- _Information supplied_
######

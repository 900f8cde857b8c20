//! # pointcast-core
//!
//! The relay core for pointcast: a real-time fan-in/fan-out hub that takes
//! high-frequency pointer/orientation updates from many "remote" clients
//! (phones) and fans them out to "screen" clients (large displays) as
//! rate-limited batch snapshots.
//!
//! This crate contains no sockets, no listeners, and no clocks.  It defines:
//!
//! - **`domain`** – Identifier newtypes ([`RemoteId`], [`ScreenId`]) and the
//!   [`PointerRegistry`]: the in-memory map of active remotes and their most
//!   recent positions.
//!
//! - **`protocol`** – The JSON wire messages exchanged with remotes and
//!   screens ([`RemoteMsg`], [`ScreenMsg`]).  Positions are opaque JSON
//!   payloads; the relay stores and forwards them verbatim.
//!
//! - **`hub`** – The [`RelayHub`] event handlers and the [`BatchTimer`]
//!   state machine that decides when batch snapshots go out.
//!
//! # How the relay works
//!
//! ```text
//! remote connects      → push(id) broadcast to screens, batch timer armed
//! remote sends position → latest value stored in the registry
//! timer fires (15 ms)  → positions(snapshot) broadcast to screens
//! remote disconnects   → pop(id) broadcast; timer disarmed when no remotes remain
//! screen connects      → initialize(remoteIds, address) sent to that screen only
//! ```
//!
//! The surrounding server (see `pointcast-server`) drives the hub from a
//! single task, so every handler runs to completion before the next one
//! starts.  That serialization is what makes the registry snapshot
//! consistent and the push/positions/pop ordering guarantees hold.

pub mod domain;
pub mod hub;
pub mod protocol;

// Re-export the most-used types at the crate root so callers can write
// `pointcast_core::RelayHub` instead of `pointcast_core::hub::RelayHub`.
pub use domain::ids::{RemoteId, ScreenId};
pub use domain::registry::{PointerRegistry, Position};
pub use hub::scheduler::{BatchTimer, FireOutcome};
pub use hub::{HubCommand, RelayHub, ScreenSender, BATCH_INTERVAL};
pub use protocol::messages::{RemoteMsg, ScreenMsg};
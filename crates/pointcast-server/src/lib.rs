//! pointcast-server library crate.
//!
//! This crate wraps the relay core (`pointcast-core`) in a WebSocket
//! transport and a CLI binary.
//!
//! # Architecture
//!
//! ```text
//! phones (remotes)        screens (displays)
//!    │ ws://host:8090/        │ ws://host:8090/screens
//!    ▼                        ▼
//! [pointcast-server]
//!   config/      RelayConfig (CLI/env → plain struct)
//!   ws_server/   accept loop, namespace routing, per-session tasks
//!   driver/      the hub event loop: commands + the real 15 ms interval
//!   local_addr/  LAN-reachable IP for `initialize` messages
//!         │
//!         ▼
//! [pointcast-core]  registry + scheduler + hub (no I/O)
//! ```
//!
//! # Layer rules
//!
//! - All state mutation happens inside the hub driver task; session tasks
//!   only translate socket frames into [`pointcast_core::HubCommand`]s and
//!   pump hub events back out.
//! - `config` and `local_addr` never touch the network at request time;
//!   they run once at startup.

/// Runtime configuration (bind address, advertised address, batch cadence).
pub mod config;

/// The hub driver: the single-threaded cooperative event loop.
pub mod driver;

/// Advertised-address detection for `initialize` messages.
pub mod local_addr;

/// WebSocket accept loop and per-session tasks.
pub mod ws_server;
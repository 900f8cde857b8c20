//! LAN-reachable address detection.
//!
//! Screens show visitors a "connect your phone" address, so the relay must
//! advertise an IP that phones on the same network can actually reach — the
//! bind address (`0.0.0.0`) is useless for that.
//!
//! Detection uses the routing-table trick: `connect` on a UDP socket
//! performs no handshake and sends no packets, it only asks the kernel to
//! pick the source address it would route from.  Reading `local_addr` back
//! yields the outbound interface's IP.  The probe target just has to be a
//! routable public address; nothing is ever transmitted to it.

use std::io;
use std::net::{IpAddr, UdpSocket};

/// Probe target for route selection.  Never actually contacted.
const PROBE_ADDR: &str = "8.8.8.8:80";

/// Returns the IP of the interface this host would use for outbound
/// traffic — the best available guess for "the address phones can reach".
///
/// # Errors
///
/// Returns an error if no UDP socket can be created or the host has no
/// route at all (e.g. completely offline).  Callers fall back to loopback
/// and log the degradation.
pub fn detect_local_ip() -> io::Result<IpAddr> {
    let socket = UdpSocket::bind(("0.0.0.0", 0))?;
    socket.connect(PROBE_ADDR)?;
    Ok(socket.local_addr()?.ip())
}

// ── Tests ─────────────────────────────────────────────────────────────────────
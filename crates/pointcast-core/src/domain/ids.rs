//! Connection identifier newtypes.
//!
//! Each WebSocket connection is assigned a fresh UUID v4 for its lifetime.
//! The id has no meaning beyond correlating events from one connection with
//! its registry entry: it is never reused while the connection is open, and
//! screens treat it as an opaque string.
//!
//! Two distinct newtypes are used so that a screen id can never be passed
//! where a remote id is expected (and vice versa); with a bare `Uuid` alias
//! that mix-up would compile.

use std::fmt;

use serde::{Deserialize, Serialize};
use uuid::Uuid;

/// Identity of one remote (phone) connection.
///
/// Serializes as the canonical hyphenated UUID string, so it can be used
/// directly as a JSON object key in `positions` frames.
#[derive(Debug, Clone, Copy, PartialEq, Eq, Hash, PartialOrd, Ord, Serialize, Deserialize)]
#[serde(transparent)]
pub struct RemoteId(Uuid);

impl RemoteId {
    /// Generates a fresh random id for a newly accepted remote connection.
    pub fn new() -> Self {
        Self(Uuid::new_v4())
    }
}

impl Default for RemoteId {
    fn default() -> Self {
        Self::new()
    }
}

impl fmt::Display for RemoteId {
    fn fmt(&self, f: &mut fmt::Formatter<'_>) -> fmt::Result {
        fmt::Display::fmt(&self.0, f)
    }
}

/// Identity of one screen (display) connection.
#[derive(Debug, Clone, Copy, PartialEq, Eq, Hash, Serialize, Deserialize)]
#[serde(transparent)]
pub struct ScreenId(Uuid);

impl ScreenId {
    /// Generates a fresh random id for a newly accepted screen connection.
    pub fn new() -> Self {
        Self(Uuid::new_v4())
    }
}

impl Default for ScreenId {
    fn default() -> Self {
        Self::new()
    }
}

impl fmt::Display for ScreenId {
    fn fmt(&self, f: &mut fmt::Formatter<'_>) -> fmt::Result {
        fmt::Display::fmt(&self.0, f)
    }
}

// ── Tests ─────────────────────────────────────────────────────────────────────

#[cfg(test)]
mod tests {
    use super::*;

    #[test]
    fn test_remote_ids_are_unique() {
        // Two freshly generated ids must never collide (UUID v4 randomness).
        let a = RemoteId::new();
        let b = RemoteId::new();
        assert_ne!(a, b);
    }

    #[test]
    fn test_remote_id_serializes_as_plain_string() {
        // `#[serde(transparent)]` means the JSON form is the bare UUID string,
        // not a wrapper object — screens rely on this for `positions` keys.
        let id = RemoteId::new();
        let json = serde_json::to_string(&id).unwrap();
        assert_eq!(json, format!("\"{id}\""));
    }

    #[test]
    fn test_remote_id_roundtrips_through_json() {
        let id = RemoteId::new();
        let json = serde_json::to_string(&id).unwrap();
        let back: RemoteId = serde_json::from_str(&json).unwrap();
        assert_eq!(id, back);
    }

    #[test]
    fn test_screen_ids_are_unique() {
        assert_ne!(ScreenId::new(), ScreenId::new());
    }

    #[test]
    fn test_display_matches_serialized_form() {
        let id = RemoteId::new();
        let display = id.to_string();
        let json = serde_json::to_string(&id).unwrap();
        assert_eq!(json, format!("\"{display}\""));
    }
}
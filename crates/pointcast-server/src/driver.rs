//! The hub driver: pointcast's single-threaded cooperative event loop.
//!
//! One task owns the [`RelayHub`] outright.  Session tasks feed it
//! [`HubCommand`]s through an unbounded channel, and this loop interleaves
//! those commands with batch timer ticks via `tokio::select!`.  Because the
//! hub never leaves this task, every handler runs to completion before the
//! next event is looked at: no locks, no torn snapshots, no race between a
//! disconnect and a fire.
//!
//! # Timer lockstep
//!
//! The hub's [`BatchTimer`](pointcast_core::BatchTimer) state machine says
//! *whether* an emit is pending; this loop owns the *actual*
//! `tokio::time::Interval` and keeps it in lockstep:
//!
//! - scheduler armed, no interval → create one (first fire lands a full
//!   interval after arming)
//! - scheduler disarmed, interval exists → drop it (an eager disarm on the
//!   last disconnect cancels the pending fire instead of letting it go
//!   stale)
//!
//! Dropping the `Interval` is the cancellation; it is inherently idempotent
//! because the lockstep check runs before every `select!`.

use std::time::Duration;

use tokio::sync::mpsc::UnboundedReceiver;
use tokio::time::{self, Interval, MissedTickBehavior};
use tracing::debug;

use pointcast_core::{HubCommand, RelayHub};

/// Runs the hub event loop until every command sender is dropped.
///
/// `batch_interval` is the cadence of `positions` broadcasts while remotes
/// are connected (15 ms in production; tests pass whatever they like and
/// drive it with a paused clock).
pub async fn run_hub(
    mut hub: RelayHub,
    mut commands: UnboundedReceiver<HubCommand>,
    batch_interval: Duration,
) {
    let mut ticker: Option<Interval> = None;

    loop {
        // Re-establish the lockstep invariant before waiting: a real
        // interval exists iff the scheduler is armed.
        match (hub.timer_armed(), ticker.is_some()) {
            (true, false) => {
                let mut interval = time::interval(batch_interval);
                // A fire that comes late must not be followed by a
                // catch-up burst; the next one just waits a full interval.
                interval.set_missed_tick_behavior(MissedTickBehavior::Delay);
                // `interval` completes its first tick immediately; consume
                // it so the first broadcast lands one interval after arming.
                interval.tick().await;
                ticker = Some(interval);
                debug!("batch interval started ({batch_interval:?})");
            }
            (false, true) => {
                ticker = None;
                debug!("batch interval cancelled");
            }
            _ => {}
        }

        tokio::select! {
            cmd = commands.recv() => match cmd {
                Some(cmd) => hub.apply(cmd),
                // All senders gone: the accept loop and every session have
                // shut down, so the relay is over.
                None => break,
            },
            // The tick branch pends forever while disarmed, so only
            // commands can wake the loop then.
            _ = tick(&mut ticker) => hub.batch_tick(),
        }
    }

    debug!("hub driver stopped");
}

/// Awaits the next batch tick, or forever if no interval is armed.
async fn tick(ticker: &mut Option<Interval>) {
    match ticker {
        Some(interval) => {
            interval.tick().await;
        }
        None => std::future::pending().await,
    }
}

// ── Tests ─────────────────────────────────────────────────────────────────────

#[cfg(test)]
mod tests {
    use super::*;
    use pointcast_core::{RemoteId, ScreenId, ScreenMsg};
    use serde_json::json;
    use tokio::sync::mpsc::{self, UnboundedReceiver, UnboundedSender};

    const INTERVAL: Duration = Duration::from_millis(15);

    /// Spawns a driver with one attached screen.  Returns the command
    /// sender and the screen's receiver (initialize already consumed).
    async fn driver_with_screen() -> (UnboundedSender<HubCommand>, UnboundedReceiver<ScreenMsg>) {
        let (cmd_tx, cmd_rx) = mpsc::unbounded_channel();
        tokio::spawn(run_hub(RelayHub::new("10.0.0.1:8090"), cmd_rx, INTERVAL));

        let (screen_tx, mut screen_rx) = mpsc::unbounded_channel();
        cmd_tx
            .send(HubCommand::ScreenConnected {
                id: ScreenId::new(),
                sender: screen_tx,
            })
            .unwrap();

        // Let the driver process the registration, then discard initialize.
        tokio::task::yield_now().await;
        let init = screen_rx.recv().await.expect("initialize");
        assert!(matches!(init, ScreenMsg::Initialize { .. }));
        (cmd_tx, screen_rx)
    }

    fn drain(rx: &mut UnboundedReceiver<ScreenMsg>) -> Vec<ScreenMsg> {
        let mut out = Vec::new();
        while let Ok(msg) = rx.try_recv() {
            out.push(msg);
        }
        out
    }

    /// The headline cadence property: a position reported right after
    /// connect is broadcast within one 15 ms interval.
    #[tokio::test(start_paused = true)]
    async fn test_position_is_broadcast_within_one_interval() {
        let (cmd_tx, mut screen_rx) = driver_with_screen().await;
        let r1 = RemoteId::new();

        cmd_tx.send(HubCommand::RemoteConnected { id: r1 }).unwrap();
        cmd_tx
            .send(HubCommand::RemotePosition {
                id: r1,
                position: json!({"x": 1, "y": 2}),
            })
            .unwrap();

        // One interval later (paused clock auto-advances) the snapshot is out.
        time::sleep(INTERVAL + Duration::from_millis(1)).await;

        let msgs = drain(&mut screen_rx);
        assert_eq!(msgs[0], ScreenMsg::Push { id: r1 });
        assert!(
            matches!(&msgs[1], ScreenMsg::Positions { pointers }
                if pointers.get(&r1) == Some(&json!({"x": 1, "y": 2}))),
            "expected a positions frame within one interval, got {msgs:?}"
        );
    }

    /// Two updates inside the same interval coalesce: exactly one
    /// `positions` frame goes out and it carries the latest value.
    #[tokio::test(start_paused = true)]
    async fn test_updates_within_one_interval_coalesce() {
        let (cmd_tx, mut screen_rx) = driver_with_screen().await;
        let r1 = RemoteId::new();

        cmd_tx.send(HubCommand::RemoteConnected { id: r1 }).unwrap();
        for i in 0..10 {
            cmd_tx
                .send(HubCommand::RemotePosition {
                    id: r1,
                    position: json!({"x": i}),
                })
                .unwrap();
        }

        time::sleep(INTERVAL + Duration::from_millis(1)).await;

        let msgs = drain(&mut screen_rx);
        let snapshots: Vec<_> = msgs
            .iter()
            .filter_map(|m| match m {
                ScreenMsg::Positions { pointers } => Some(pointers),
                _ => None,
            })
            .collect();
        assert_eq!(snapshots.len(), 1, "ten updates, one coalesced broadcast");
        assert_eq!(snapshots[0].get(&r1), Some(&json!({"x": 9})));
    }

    /// While a remote keeps its last position, every interval re-broadcasts
    /// the full snapshot at the fixed cadence.
    #[tokio::test(start_paused = true)]
    async fn test_broadcast_repeats_every_interval_while_active() {
        let (cmd_tx, mut screen_rx) = driver_with_screen().await;
        let r1 = RemoteId::new();

        cmd_tx.send(HubCommand::RemoteConnected { id: r1 }).unwrap();
        cmd_tx
            .send(HubCommand::RemotePosition {
                id: r1,
                position: json!({"x": 1}),
            })
            .unwrap();

        // Five intervals: five snapshots.
        time::sleep(INTERVAL * 5 + Duration::from_millis(1)).await;

        let snapshots = drain(&mut screen_rx)
            .iter()
            .filter(|m| matches!(m, ScreenMsg::Positions { .. }))
            .count();
        assert_eq!(snapshots, 5);
    }

    /// After the last disconnect the timer stops: no `positions` frame is
    /// ever broadcast again, no matter how much time passes.
    #[tokio::test(start_paused = true)]
    async fn test_no_broadcasts_after_last_disconnect() {
        let (cmd_tx, mut screen_rx) = driver_with_screen().await;
        let r1 = RemoteId::new();

        cmd_tx.send(HubCommand::RemoteConnected { id: r1 }).unwrap();
        cmd_tx
            .send(HubCommand::RemotePosition {
                id: r1,
                position: json!({"x": 1}),
            })
            .unwrap();
        time::sleep(INTERVAL + Duration::from_millis(1)).await;

        cmd_tx
            .send(HubCommand::RemoteDisconnected { id: r1 })
            .unwrap();
        time::sleep(INTERVAL * 100).await;

        let msgs = drain(&mut screen_rx);
        // push, one snapshot, pop — and then silence.
        assert_eq!(msgs.last(), Some(&ScreenMsg::Pop { id: r1 }));
        let after_pop = msgs
            .iter()
            .skip_while(|m| !matches!(m, ScreenMsg::Pop { .. }))
            .skip(1)
            .count();
        assert_eq!(after_pop, 0, "no frames may follow the final pop");
    }

    /// A disconnect-then-reconnect restarts the cadence from scratch.
    #[tokio::test(start_paused = true)]
    async fn test_timer_restarts_for_a_new_remote() {
        let (cmd_tx, mut screen_rx) = driver_with_screen().await;

        let r1 = RemoteId::new();
        cmd_tx.send(HubCommand::RemoteConnected { id: r1 }).unwrap();
        cmd_tx
            .send(HubCommand::RemoteDisconnected { id: r1 })
            .unwrap();
        time::sleep(INTERVAL * 3).await;
        drain(&mut screen_rx);

        let r2 = RemoteId::new();
        cmd_tx.send(HubCommand::RemoteConnected { id: r2 }).unwrap();
        cmd_tx
            .send(HubCommand::RemotePosition {
                id: r2,
                position: json!({"y": 7}),
            })
            .unwrap();
        time::sleep(INTERVAL + Duration::from_millis(1)).await;

        let msgs = drain(&mut screen_rx);
        assert_eq!(msgs[0], ScreenMsg::Push { id: r2 });
        assert!(matches!(&msgs[1], ScreenMsg::Positions { pointers }
            if pointers.contains_key(&r2)));
    }

    /// Dropping every command sender stops the driver task.
    #[tokio::test(start_paused = true)]
    async fn test_driver_stops_when_senders_are_dropped() {
        let (cmd_tx, cmd_rx) = mpsc::unbounded_channel::<HubCommand>();
        let handle = tokio::spawn(run_hub(
            RelayHub::new("10.0.0.1:8090"),
            cmd_rx,
            INTERVAL,
        ));

        drop(cmd_tx);

        handle.await.expect("driver must exit cleanly");
    }
}
pub mod models;

use parking_lot::Mutex;
use thiserror::Error;
use time::OffsetDateTime;

use crate::storage::Storage;
use models::{NewTrack, Playlist, PlaylistsDoc, Track};

#[derive(Debug, Error)]
pub enum PlaylistError {
    #[error("playlist not found")]
    NotFound,
    #[error("track not found")]
    TrackNotFound,
    #[error("track already in playlist")]
    DuplicateTrack,
    #[error("storage error: {0}")]
    Storage(#[from] anyhow::Error),
}

/// Playlist CRUD over the in-memory document. The document is loaded once
/// at construction and snapshotted to disk after every mutation while the
/// lock is still held, so concurrent writers cannot lose updates.
pub struct PlaylistService {
    store: Storage,
    doc: Mutex<PlaylistsDoc>,
}

impl PlaylistService {
    pub fn new(store: Storage) -> Self {
        let doc = store.load_playlists();
        Self {
            store,
            doc: Mutex::new(doc),
        }
    }

    pub fn list(&self) -> Vec<Playlist> {
        self.doc.lock().playlists.clone()
    }

    pub fn get(&self, id: &str) -> Result<Playlist, PlaylistError> {
        self.doc
            .lock()
            .playlists
            .iter()
            .find(|p| p.id == id)
            .cloned()
            .ok_or(PlaylistError::NotFound)
    }

    pub fn create(&self, name: &str, description: &str) -> Result<Playlist, PlaylistError> {
        let now = OffsetDateTime::now_utc();
        let mut doc = self.doc.lock();
        let playlist = Playlist {
            id: doc.next_id.to_string(),
            name: name.to_string(),
            description: description.to_string(),
            tracks: Vec::new(),
            created_at: now,
            updated_at: now,
        };
        doc.next_id += 1;
        doc.playlists.push(playlist.clone());
        self.store.save_playlists(&doc)?;
        Ok(playlist)
    }

    pub fn delete(&self, id: &str) -> Result<(), PlaylistError> {
        let mut doc = self.doc.lock();
        let idx = doc
            .playlists
            .iter()
            .position(|p| p.id == id)
            .ok_or(PlaylistError::NotFound)?;
        doc.playlists.remove(idx);
        self.store.save_playlists(&doc)?;
        Ok(())
    }

    pub fn add_track(&self, id: &str, new: NewTrack) -> Result<Playlist, PlaylistError> {
        let mut doc = self.doc.lock();
        let playlist = doc
            .playlists
            .iter_mut()
            .find(|p| p.id == id)
            .ok_or(PlaylistError::NotFound)?;
        if playlist.tracks.iter().any(|t| t.bvid == new.bvid) {
            return Err(PlaylistError::DuplicateTrack);
        }
        let now = OffsetDateTime::now_utc();
        playlist.tracks.push(Track {
            bvid: new.bvid,
            title: new.title,
            author: new.author,
            pic: new.pic,
            added_at: now,
        });
        playlist.updated_at = now;
        let snapshot = playlist.clone();
        self.store.save_playlists(&doc)?;
        Ok(snapshot)
    }

    pub fn remove_track(&self, id: &str, bvid: &str) -> Result<(), PlaylistError> {
        let mut doc = self.doc.lock();
        let playlist = doc
            .playlists
            .iter_mut()
            .find(|p| p.id == id)
            .ok_or(PlaylistError::NotFound)?;
        let idx = playlist
            .tracks
            .iter()
            .position(|t| t.bvid == bvid)
            .ok_or(PlaylistError::TrackNotFound)?;
        playlist.tracks.remove(idx);
        playlist.updated_at = OffsetDateTime::now_utc();
        self.store.save_playlists(&doc)?;
        Ok(())
    }
}
pub mod api;
pub mod models;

######

- _Required work_
Wherever the string "actually" appears in the data above, copy the line it sits in.

- _Result of the task_
//! advertise an IP that phones on the same network can actually reach — the
/// Probe target for route selection.  Never actually contacted.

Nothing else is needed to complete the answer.